Masari stated that the entire planning system of the country has been badly impacted to the extent that the country does not know its precise growth rate. Masari was speaking at a stakeholders meeting on the 2023 Population and Housing Census in Katsina.
The census, he said, which was intended to aid in actual planning, has been reduced to politics of numbers and politics of resource access, and the commission should focus on the quality of numbers rather than politics of numbers, he added.
In this country, the census has been heavily and incorrectly politicised, according to Masari. For those of us who are 70 years or older, the census politics I can recall seeing occurred in 1963 when I was in primary seven and we were called up to conduct one after the previous one was cancelled.
This has continued in succeeding censuses, even those carried out by the military were not free of tribal politics as well as regional, zonal, and religious politics. The primary goal of the census was therefore utterly misconstrued as a result.
“You have stolen what is not yours, he has taken what is not his, and across the federal convergence, you have twisted the resource allocation so that we can benefit. We have been surviving on lies because of this.
The tragedy of our efforts to address census-related issues, according to the governor, “might seldom fall on us in terms of resource allocation and political offices.” The basic goal of understanding our population has been compromised by this.
“Even our growth rate is inaccurate. The politics of numbers, not the quality of the numbers, plague all of our censuses. We anticipate that this time, thanks to technology, we will be able to estimate our population in this nation with near-perfect accuracy. The commission should focus on data quality rather than data politics.
Bala Almu Banye, the Federal Commissioner of the National Population Commission (NPC), Katsina State, had earlier stated that the NPC was committed to digitising the national census in order to satisfy international standards.

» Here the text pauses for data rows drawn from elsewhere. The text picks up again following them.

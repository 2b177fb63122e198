//! Field resolution: from declared members to the output field set.
//!
//! Resolution walks a struct's member descriptors, follows embedded members
//! to collect promotion candidates, and settles name collisions: the
//! shallowest candidate wins; at equal minimum depth exactly one tag-named
//! candidate wins, otherwise the whole group is dropped. The result depends
//! only on the type and the active tag keyword, so it is cached process-wide
//! under that pair.

use std::any::TypeId;
use std::borrow::Cow;
use std::sync::{Arc, PoisonError, RwLock};

use hashbrown::Equivalent;

use crate::error::MarshalError;
use crate::hash::{FIXED_STATE, FixedHashMap, FixedHashSet};
use crate::info::StructInfo;
use crate::tag::parse_tag;

/// The maximum depth embedded members may nest.
///
/// Deeper nesting fails fast with [`MarshalError::EmbedDepthExceeded`]
/// instead of recursing unbounded.
pub(crate) const MAX_EMBED_DEPTH: usize = 16;

// -----------------------------------------------------------------------------
// FieldSpec

/// One resolved output field.
#[derive(Clone, Debug)]
pub(crate) struct FieldSpec {
    name: &'static str,
    // Member indexes from the root struct through embedded members.
    path: Box<[usize]>,
    omit_zero: bool,
    omit_nil: bool,
    literal: bool,
}

impl FieldSpec {
    /// The output name the field is emitted under.
    #[inline]
    pub(crate) const fn name(&self) -> &'static str {
        self.name
    }

    #[inline]
    pub(crate) fn path(&self) -> &[usize] {
        &self.path
    }

    #[inline]
    pub(crate) const fn omit_zero(&self) -> bool {
        self.omit_zero
    }

    #[inline]
    pub(crate) const fn omit_nil(&self) -> bool {
        self.omit_nil
    }

    #[inline]
    pub(crate) const fn literal(&self) -> bool {
        self.literal
    }
}

// -----------------------------------------------------------------------------
// TypeShape

/// The resolved, ordered output field set of one struct type under one tag
/// keyword.
#[derive(Clone, Debug)]
pub(crate) struct TypeShape {
    fields: Box<[FieldSpec]>,
}

impl TypeShape {
    #[inline]
    pub(crate) fn fields(&self) -> &[FieldSpec] {
        &self.fields
    }

    #[inline]
    pub(crate) fn field_len(&self) -> usize {
        self.fields.len()
    }
}

// -----------------------------------------------------------------------------
// Shape cache

// Keyed by (type identity, tag keyword): two keywords may legitimately give
// the same type two different shapes.
#[derive(PartialEq, Eq, Hash)]
struct ShapeKey {
    ty: TypeId,
    keyword: Box<str>,
}

// Allocation-free lookup key. Must hash exactly like `ShapeKey`.
#[derive(Hash)]
struct ShapeKeyRef<'a> {
    ty: TypeId,
    keyword: &'a str,
}

impl Equivalent<ShapeKey> for ShapeKeyRef<'_> {
    #[inline]
    fn equivalent(&self, key: &ShapeKey) -> bool {
        self.ty == key.ty && self.keyword == &*key.keyword
    }
}

static SHAPES: RwLock<FixedHashMap<ShapeKey, Arc<TypeShape>>> =
    RwLock::new(FixedHashMap::with_hasher(FIXED_STATE));

/// Resolves (or fetches the cached) shape of `info` under `keyword`.
///
/// Concurrent first-time resolutions of the same key are benign: computation
/// is pure and deterministic, and insertion keeps the first writer's value.
pub(crate) fn resolve_shape(
    info: &'static StructInfo,
    keyword: &str,
) -> Result<Arc<TypeShape>, MarshalError> {
    let key = ShapeKeyRef {
        ty: info.ty_id(),
        keyword,
    };
    if let Some(shape) = SHAPES
        .read()
        .unwrap_or_else(PoisonError::into_inner)
        .get(&key)
    {
        return Ok(Arc::clone(shape));
    }

    let shape = Arc::new(compute_shape(info, keyword)?);
    let mut shapes = SHAPES.write().unwrap_or_else(PoisonError::into_inner);
    let entry = shapes
        .entry(ShapeKey {
            ty: info.ty_id(),
            keyword: keyword.into(),
        })
        .or_insert(shape);
    Ok(Arc::clone(entry))
}

// -----------------------------------------------------------------------------
// Resolution

// A promotion candidate: one reachable member, before shadowing is settled.
struct Candidate {
    name: &'static str,
    // The name came from a tag, not from the declaration.
    tagged: bool,
    depth: usize,
    path: Vec<usize>,
    omit_zero: bool,
    omit_nil: bool,
    literal: bool,
}

fn compute_shape(info: &'static StructInfo, keyword: &str) -> Result<TypeShape, MarshalError> {
    let mut candidates = Vec::new();
    let mut path = Vec::new();
    collect_candidates(info, keyword, 0, &mut path, &mut candidates)?;

    // Breadth-first by depth, declaration order within a level. The sort is
    // stable, and collection already yields declaration order per level.
    candidates.sort_by_key(|candidate| candidate.depth);

    let mut fields = Vec::with_capacity(candidates.len());
    let mut grouped: FixedHashSet<&str> = FixedHashSet::with_hasher(FIXED_STATE);
    for candidate in &candidates {
        if !grouped.insert(candidate.name) {
            continue;
        }
        let group: Vec<&Candidate> = candidates
            .iter()
            .filter(|other| other.name == candidate.name)
            .collect();
        if let Some(winner) = dominant(&group) {
            fields.push(FieldSpec {
                name: winner.name,
                path: winner.path.clone().into_boxed_slice(),
                omit_zero: winner.omit_zero,
                omit_nil: winner.omit_nil,
                literal: winner.literal,
            });
        }
    }

    Ok(TypeShape {
        fields: fields.into_boxed_slice(),
    })
}

// Settles one output-name group. `group` is depth-sorted and non-empty.
fn dominant<'a>(group: &[&'a Candidate]) -> Option<&'a Candidate> {
    let min_depth = group[0].depth;
    let at_min = group
        .iter()
        .take_while(|candidate| candidate.depth == min_depth)
        .count();
    if at_min == 1 {
        return Some(group[0]);
    }

    // Several candidates at the minimum depth: exactly one tag-named
    // candidate dominates, anything else is ambiguous and drops the group.
    let mut tagged = group[..at_min].iter().filter(|candidate| candidate.tagged);
    match (tagged.next(), tagged.next()) {
        (Some(winner), None) => Some(winner),
        _ => None,
    }
}

fn collect_candidates(
    info: &'static StructInfo,
    keyword: &str,
    depth: usize,
    path: &mut Vec<usize>,
    out: &mut Vec<Candidate>,
) -> Result<(), MarshalError> {
    if depth > MAX_EMBED_DEPTH {
        return Err(MarshalError::EmbedDepthExceeded {
            type_name: Cow::Borrowed(info.name()),
            limit: MAX_EMBED_DEPTH,
        });
    }

    for (index, member) in info.members().iter().enumerate() {
        let tag = member.tag(keyword).map(parse_tag);
        if tag.is_some_and(|tag| tag.ignored) {
            continue;
        }
        let tag = tag.unwrap_or_default();

        if let Some(child) = member.embedded_info()
            && tag.name.is_none()
        {
            // Promotion. Embedded members are traversed even when non-`pub`;
            // an explicit output name turns them back into ordinary fields.
            path.push(index);
            collect_candidates(child, keyword, depth + 1, path, out)?;
            path.pop();
            continue;
        }

        if !member.is_public() {
            continue;
        }

        path.push(index);
        out.push(Candidate {
            name: tag.name.unwrap_or(member.name()),
            tagged: tag.name.is_some(),
            depth,
            path: path.clone(),
            omit_zero: tag.omit_zero,
            omit_nil: tag.omit_nil,
            literal: tag.literal,
        });
        path.pop();
    }
    Ok(())
}

// -----------------------------------------------------------------------------
// Tests

#[cfg(test)]
mod tests {
    use super::{compute_shape, resolve_shape};
    use crate::info::{MemberInfo, StructInfo, TypedStruct};

    // Hand-built descriptors; the derive macro is exercised in `convert`.

    struct Inner;
    impl TypedStruct for Inner {
        fn struct_info() -> &'static StructInfo {
            static INFO: StructInfo = StructInfo::new::<Inner>(
                "Inner",
                &[
                    MemberInfo::new("shared", true),
                    MemberInfo::new("inner_only", true),
                    MemberInfo::new("hidden", false),
                ],
            );
            &INFO
        }
    }

    struct Outer;
    impl TypedStruct for Outer {
        fn struct_info() -> &'static StructInfo {
            static INFO: StructInfo = StructInfo::new::<Outer>(
                "Outer",
                &[
                    MemberInfo::new("shared", true),
                    MemberInfo::embedded::<Inner>("inner", false),
                ],
            );
            &INFO
        }
    }

    #[test]
    fn direct_fields_shadow_promoted_ones() {
        let shape = compute_shape(Outer::struct_info(), "map").unwrap();
        let names: Vec<_> = shape.fields().iter().map(|f| f.name()).collect();

        // `shared` resolves to the depth-0 member; `hidden` is non-pub.
        assert_eq!(names, ["shared", "inner_only"]);
        assert_eq!(shape.fields()[0].path(), [0]);
        assert_eq!(shape.fields()[1].path(), [1, 1]);
    }

    struct Left;
    impl TypedStruct for Left {
        fn struct_info() -> &'static StructInfo {
            static INFO: StructInfo =
                StructInfo::new::<Left>("Left", &[MemberInfo::new("contended", true)]);
            &INFO
        }
    }

    struct Right;
    impl TypedStruct for Right {
        fn struct_info() -> &'static StructInfo {
            static INFO: StructInfo =
                StructInfo::new::<Right>("Right", &[MemberInfo::new("contended", true)]);
            &INFO
        }
    }

    struct UntaggedTie;
    impl TypedStruct for UntaggedTie {
        fn struct_info() -> &'static StructInfo {
            static INFO: StructInfo = StructInfo::new::<UntaggedTie>(
                "UntaggedTie",
                &[
                    MemberInfo::embedded::<Left>("left", true),
                    MemberInfo::embedded::<Right>("right", true),
                ],
            );
            &INFO
        }
    }

    #[test]
    fn equal_depth_untagged_candidates_are_dropped_without_error() {
        let shape = compute_shape(UntaggedTie::struct_info(), "map").unwrap();
        assert_eq!(shape.field_len(), 0);
    }

    struct TaggedRight;
    impl TypedStruct for TaggedRight {
        fn struct_info() -> &'static StructInfo {
            static INFO: StructInfo = StructInfo::new::<TaggedRight>(
                "TaggedRight",
                &[MemberInfo::new("contended", true).with_tags(&[("map", "contended")])],
            );
            &INFO
        }
    }

    struct TaggedTie;
    impl TypedStruct for TaggedTie {
        fn struct_info() -> &'static StructInfo {
            static INFO: StructInfo = StructInfo::new::<TaggedTie>(
                "TaggedTie",
                &[
                    MemberInfo::embedded::<Left>("left", true),
                    MemberInfo::embedded::<TaggedRight>("right", true),
                ],
            );
            &INFO
        }
    }

    #[test]
    fn a_single_tagged_candidate_wins_an_equal_depth_tie() {
        let shape = compute_shape(TaggedTie::struct_info(), "map").unwrap();

        assert_eq!(shape.field_len(), 1);
        assert_eq!(shape.fields()[0].name(), "contended");
        // The winner is the tagged member inside the second embed.
        assert_eq!(shape.fields()[0].path(), [1, 0]);
    }

    struct Deep;
    impl TypedStruct for Deep {
        fn struct_info() -> &'static StructInfo {
            static INFO: StructInfo = StructInfo::new::<Deep>(
                "Deep",
                &[MemberInfo::new("contended", true).with_tags(&[("map", "contended")])],
            );
            &INFO
        }
    }

    struct Mid;
    impl TypedStruct for Mid {
        fn struct_info() -> &'static StructInfo {
            static INFO: StructInfo =
                StructInfo::new::<Mid>("Mid", &[MemberInfo::embedded::<Deep>("deep", true)]);
            &INFO
        }
    }

    struct TagVsShallow;
    impl TypedStruct for TagVsShallow {
        fn struct_info() -> &'static StructInfo {
            static INFO: StructInfo = StructInfo::new::<TagVsShallow>(
                "TagVsShallow",
                &[
                    MemberInfo::embedded::<Left>("left", true),
                    MemberInfo::embedded::<Mid>("mid", true),
                ],
            );
            &INFO
        }
    }

    #[test]
    fn a_tag_does_not_protect_a_deeper_field_from_a_shallower_one() {
        let shape = compute_shape(TagVsShallow::struct_info(), "map").unwrap();

        assert_eq!(shape.field_len(), 1);
        // The untagged depth-1 candidate beats the tagged depth-2 one.
        assert_eq!(shape.fields()[0].path(), [0, 0]);
    }

    struct Ordered;
    impl TypedStruct for Ordered {
        fn struct_info() -> &'static StructInfo {
            static INFO: StructInfo = StructInfo::new::<Ordered>(
                "Ordered",
                &[
                    MemberInfo::embedded::<Inner>("inner", true),
                    MemberInfo::new("direct", true),
                ],
            );
            &INFO
        }
    }

    #[test]
    fn order_is_breadth_first_then_declaration() {
        let shape = compute_shape(Ordered::struct_info(), "map").unwrap();
        let names: Vec<_> = shape.fields().iter().map(|f| f.name()).collect();

        // The direct field precedes promoted ones despite being declared
        // after the embed.
        assert_eq!(names, ["direct", "shared", "inner_only"]);
    }

    struct Keyed;
    impl TypedStruct for Keyed {
        fn struct_info() -> &'static StructInfo {
            static INFO: StructInfo = StructInfo::new::<Keyed>(
                "Keyed",
                &[
                    MemberInfo::new("plain", true).with_tags(&[("alt", "-")]),
                    MemberInfo::new("named", true).with_tags(&[("alt", "renamed")]),
                ],
            );
            &INFO
        }
    }

    #[test]
    fn shapes_are_cached_per_tag_keyword() {
        let default = resolve_shape(Keyed::struct_info(), "map").unwrap();
        let alt = resolve_shape(Keyed::struct_info(), "alt").unwrap();

        let default_names: Vec<_> = default.fields().iter().map(|f| f.name()).collect();
        let alt_names: Vec<_> = alt.fields().iter().map(|f| f.name()).collect();
        assert_eq!(default_names, ["plain", "named"]);
        assert_eq!(alt_names, ["renamed"]);

        // Hitting the cache returns the same shape.
        let again = resolve_shape(Keyed::struct_info(), "alt").unwrap();
        assert!(std::sync::Arc::ptr_eq(&alt, &again));
    }
}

According to him, the national population and housing census, which is set for 2023, is intended to fulfil the goal of realising the objective of giving the necessary demographic information that will enable and elevate Nigeria to the status of sustainable development.
The summit, according to Banye, will increase support at the state level for the successful conduct of the census in 2023 and raise public understanding of its requirements, procedures, and timeframes.